## Problem to solve
Exactly as given, reproduce the records in full.

Dataset records:

------------

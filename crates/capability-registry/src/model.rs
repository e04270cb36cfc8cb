use std::future::Future;
use std::sync::Arc;

use async_trait::async_trait;
use serde_json::Value;

use pagebridge_core_types::BridgeError;
use pagebridge_protocol::ToolSummary;

/// Executes a tool with already-validated arguments. Executors may suspend.
#[async_trait]
pub trait ToolExecutor: Send + Sync {
    async fn execute(&self, args: Value) -> Result<Value, BridgeError>;
}

/// Adapter turning an async closure into an executor.
pub struct FnExecutor<F>(pub F);

#[async_trait]
impl<F, Fut> ToolExecutor for FnExecutor<F>
where
    F: Fn(Value) -> Fut + Send + Sync,
    Fut: Future<Output = Result<Value, BridgeError>> + Send,
{
    async fn execute(&self, args: Value) -> Result<Value, BridgeError> {
        (self.0)(args).await
    }
}

/// Registration input as supplied by a page author.
#[derive(Clone)]
pub struct ToolSpec {
    pub name: String,
    pub description: String,
    /// Defaults to an unconstrained object schema when omitted.
    pub input_schema: Option<Value>,
    pub executor: Arc<dyn ToolExecutor>,
}

impl ToolSpec {
    pub fn new(
        name: impl Into<String>,
        description: impl Into<String>,
        input_schema: Option<Value>,
        executor: Arc<dyn ToolExecutor>,
    ) -> Self {
        Self {
            name: name.into(),
            description: description.into(),
            input_schema,
            executor,
        }
    }
}

/// Stored tool record. Never serialised; only its [`ToolSummary`] leaves the
/// registry.
#[derive(Clone)]
pub struct ToolDescriptor {
    pub name: String,
    pub description: String,
    pub input_schema: Value,
    pub executor: Arc<dyn ToolExecutor>,
}

impl ToolDescriptor {
    pub fn summary(&self) -> ToolSummary {
        ToolSummary {
            name: self.name.clone(),
            description: self.description.clone(),
            input_schema: self.input_schema.clone(),
        }
    }
}

impl std::fmt::Debug for ToolDescriptor {
    fn fmt(&self, f: &mut std::fmt::Formatter<'_>) -> std::fmt::Result {
        f.debug_struct("ToolDescriptor")
            .field("name", &self.name)
            .field("description", &self.description)
            .field("input_schema", &self.input_schema)
            .finish_non_exhaustive()
    }
}
//! Pagebridge library.
//!
//! A privileged coordinator invokes named, schema-validated tools exposed by
//! untrusted page content across process boundaries. This crate wires the
//! workspace services together: the session registry (connection and
//! pending-call state), the injection sequencer (navigation-driven
//! bootstrap) and the page-side capability surface.

pub mod bridge;
pub mod config;
pub mod surface;

pub use bridge::Bridge;
pub use config::BridgeConfig;
pub use surface::{PageToolSurface, ToolArgs};

pub use pagebridge_capability_registry::{CapabilityRegistry, FnExecutor, ToolExecutor, ToolSpec};
pub use pagebridge_injection_sequencer::{
    ExecutionContext, InjectionPayload, InjectionSequencer, Injector, SequencerConfig, Timing,
    ToolSource, ToolSourceStore,
};
pub use pagebridge_core_types::{BridgeError, CallId, ChannelId, FrameId, PageId, SchemaIssue};
pub use pagebridge_protocol::{CapabilitySnapshot, Envelope, Message, ToolSummary};
pub use pagebridge_session_registry::{Channel, SessionConfig, SessionRegistry};
pub use pagebridge_script_meta::SourceKind;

------------

## The answer
filename crates/capability-registry/src/model.rs
repository e04270cb36cfc8cb
use std::future::Future;
use std::sync::Arc;

use async_trait::async_trait;
use serde_json::Value;

use pagebridge_core_types::BridgeError;
use pagebridge_protocol::ToolSummary;

/// Executes a tool with already-validated arguments. Executors may suspend.
#[async_trait]
pub trait ToolExecutor: Send + Sync {
    async fn execute(&self, args: Value) -> Result<Value, BridgeError>;
}

/// Adapter turning an async closure into an executor.
pub struct FnExecutor<F>(pub F);

#[async_trait]
impl<F, Fut> ToolExecutor for FnExecutor<F>
where
    F: Fn(Value) -> Fut + Send + Sync,
    Fut: Future<Output = Result<Value, BridgeError>> + Send,
{
    async fn execute(&self, args: Value) -> Result<Value, BridgeError> {
        (self.0)(args).await
    }
}

/// Registration input as supplied by a page author.
#[derive(Clone)]
pub struct ToolSpec {
    pub name: String,
    pub description: String,
    /// Defaults to an unconstrained object schema when omitted.
    pub input_schema: Option<Value>,
    pub executor: Arc<dyn ToolExecutor>,
}

impl ToolSpec {
    pub fn new(
        name: impl Into<String>,
        description: impl Into<String>,
        input_schema: Option<Value>,
        executor: Arc<dyn ToolExecutor>,
    ) -> Self {
        Self {
            name: name.into(),
            description: description.into(),
            input_schema,
            executor,
        }
    }
}

/// Stored tool record. Never serialised; only its [`ToolSummary`] leaves the
/// registry.
#[derive(Clone)]
pub struct ToolDescriptor {
    pub name: String,
    pub description: String,
    pub input_schema: Value,
    pub executor: Arc<dyn ToolExecutor>,
}

impl ToolDescriptor {
    pub fn summary(&self) -> ToolSummary {
        ToolSummary {
            name: self.name.clone(),
            description: self.description.clone(),
            input_schema: self.input_schema.clone(),
        }
    }
}

impl std::fmt::Debug for ToolDescriptor {
    fn fmt(&self, f: &mut std::fmt::Formatter<'_>) -> std::fmt::Result {
        f.debug_struct("ToolDescriptor")
            .field("name", &self.name)
            .field("description", &self.description)
            .field("input_schema", &self.input_schema)
            .finish_non_exhaustive()
    }
}
//! Pagebridge library.
//!
//! A privileged coordinator invokes named, schema-validated tools exposed by
//! untrusted page content across process boundaries. This crate wires the
//! workspace services together: the session registry (connection and
//! pending-call state), the injection sequencer (navigation-driven
//! bootstrap) and the page-side capability surface.

pub mod bridge;
pub mod config;
pub mod surface;

pub use bridge::Bridge;
pub use config::BridgeConfig;
pub use surface::{PageToolSurface, ToolArgs};

pub use pagebridge_capability_registry::{CapabilityRegistry, FnExecutor, ToolExecutor, ToolSpec};
pub use pagebridge_injection_sequencer::{
    ExecutionContext, InjectionPayload, InjectionSequencer, Injector, SequencerConfig, Timing,
    ToolSource, ToolSourceStore,
};
pub use pagebridge_core_types::{BridgeError, CallId, ChannelId, FrameId, PageId, SchemaIssue};
pub use pagebridge_protocol::{CapabilitySnapshot, Envelope, Message, ToolSummary};
pub use pagebridge_session_registry::{Channel, SessionConfig, SessionRegistry};
pub use pagebridge_script_meta::SourceKind;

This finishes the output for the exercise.